→ TASK STATEMENT: For the entries below, say how many lines hold the word "that", with the number as the only reply.

→ LISTED RECORDS:

________________________

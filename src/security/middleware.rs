use crate::security::request::{RequestDescriptor, MAX_BODY_LEN};
use crate::security::DecisionEngine;
use axum::{
    body::{to_bytes, Body},
    extract::{ConnectInfo, Query, Request, State},
    http::{HeaderMap, StatusCode},
    middleware::Next,
    response::{IntoResponse, Json, Response},
};
use serde_json::json;
use std::collections::BTreeMap;
use std::net::SocketAddr;
use std::sync::Arc;
use tracing::{debug, warn};

/// Transport headers that carry no request content worth scanning.
const UNSCANNED_HEADERS: &[&str] = &[
    "accept",
    "accept-encoding",
    "accept-language",
    "authorization",
    "connection",
    "content-length",
    "host",
];

/// Middleware that runs the decision engine on every request passing through
/// a protected router and answers 403 when the verdict disallows it.
pub async fn threat_detection_middleware(
    State(engine): State<Arc<DecisionEngine>>,
    request: Request,
    next: Next,
) -> Response {
    let ip_address = client_ip(request.headers(), connect_info(&request));
    let (parts, body) = request.into_parts();

    let max_body = engine.config().api_security.max_request_size_mb * 1024 * 1024;
    let bytes = match to_bytes(body, max_body).await {
        Ok(bytes) => bytes,
        Err(e) => {
            warn!(ip_address = %ip_address, error = %e, "Request body rejected before analysis");
            return StatusCode::PAYLOAD_TOO_LARGE.into_response();
        }
    };

    let query_params = Query::<BTreeMap<String, String>>::try_from_uri(&parts.uri)
        .map(|Query(params)| params)
        .unwrap_or_default();

    let headers: BTreeMap<String, String> = parts
        .headers
        .iter()
        .filter(|(name, _)| !UNSCANNED_HEADERS.contains(&name.as_str()))
        .filter_map(|(name, value)| value.to_str().ok().map(|v| (name.to_string(), v.to_string())))
        .collect();

    let descriptor = RequestDescriptor::new(ip_address.clone(), parts.uri.path(), parts.method.as_str())
        .with_headers(headers)
        .with_query_params(query_params)
        .with_body(String::from_utf8_lossy(&bytes[..bytes.len().min(MAX_BODY_LEN)]).to_string());

    let verdict = engine.evaluate(&ip_address, &descriptor).await;
    debug!(
        ip_address = %ip_address,
        decision = %verdict.decision,
        correlation_id = %descriptor.correlation_id,
        "Request analyzed"
    );

    if !verdict.allowed {
        return (
            StatusCode::FORBIDDEN,
            Json(json!({
                "error": "Forbidden",
                "decision": verdict.decision,
            })),
        )
            .into_response();
    }

    next.run(Request::from_parts(parts, Body::from(bytes))).await
}

fn connect_info(request: &Request) -> Option<SocketAddr> {
    request
        .extensions()
        .get::<ConnectInfo<SocketAddr>>()
        .map(|ConnectInfo(addr)| *addr)
}

/// Caller address from proxy headers, falling back to the socket address.
pub fn client_ip(headers: &HeaderMap, socket: Option<SocketAddr>) -> String {
    let header = |name: &str| {
        headers
            .get(name)
            .and_then(|value| value.to_str().ok())
            .map(str::trim)
            .filter(|value| !value.is_empty())
    };

    // First hop of the forwarded chain
    if let Some(first_ip) = header("x-forwarded-for").and_then(|value| value.split(',').next()) {
        return first_ip.trim().to_string();
    }

    if let Some(real_ip) = header("x-real-ip") {
        return real_ip.to_string();
    }

    if let Some(cf_ip) = header("cf-connecting-ip") {
        return cf_ip.to_string();
    }

    socket
        .map(|addr| addr.ip().to_string())
        .unwrap_or_else(|| "unknown".to_string())
}

#[cfg(test)]
mod tests {
    use super::*;
    use axum::http::HeaderValue;

    #[test]
    fn test_client_ip_precedence() {
        let socket: SocketAddr = "192.0.2.1:4000".parse().unwrap();
        let mut headers = HeaderMap::new();
        assert_eq!(client_ip(&headers, Some(socket)), "192.0.2.1");
        assert_eq!(client_ip(&headers, None), "unknown");

        headers.insert("cf-connecting-ip", HeaderValue::from_static("198.51.100.3"));
        assert_eq!(client_ip(&headers, Some(socket)), "198.51.100.3");

        headers.insert("x-real-ip", HeaderValue::from_static("198.51.100.2"));
        assert_eq!(client_ip(&headers, Some(socket)), "198.51.100.2");

        headers.insert("x-forwarded-for", HeaderValue::from_static("203.0.113.7, 10.0.0.1"));
        assert_eq!(client_ip(&headers, Some(socket)), "203.0.113.7");
    }
}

________________________

→ REPLY: 2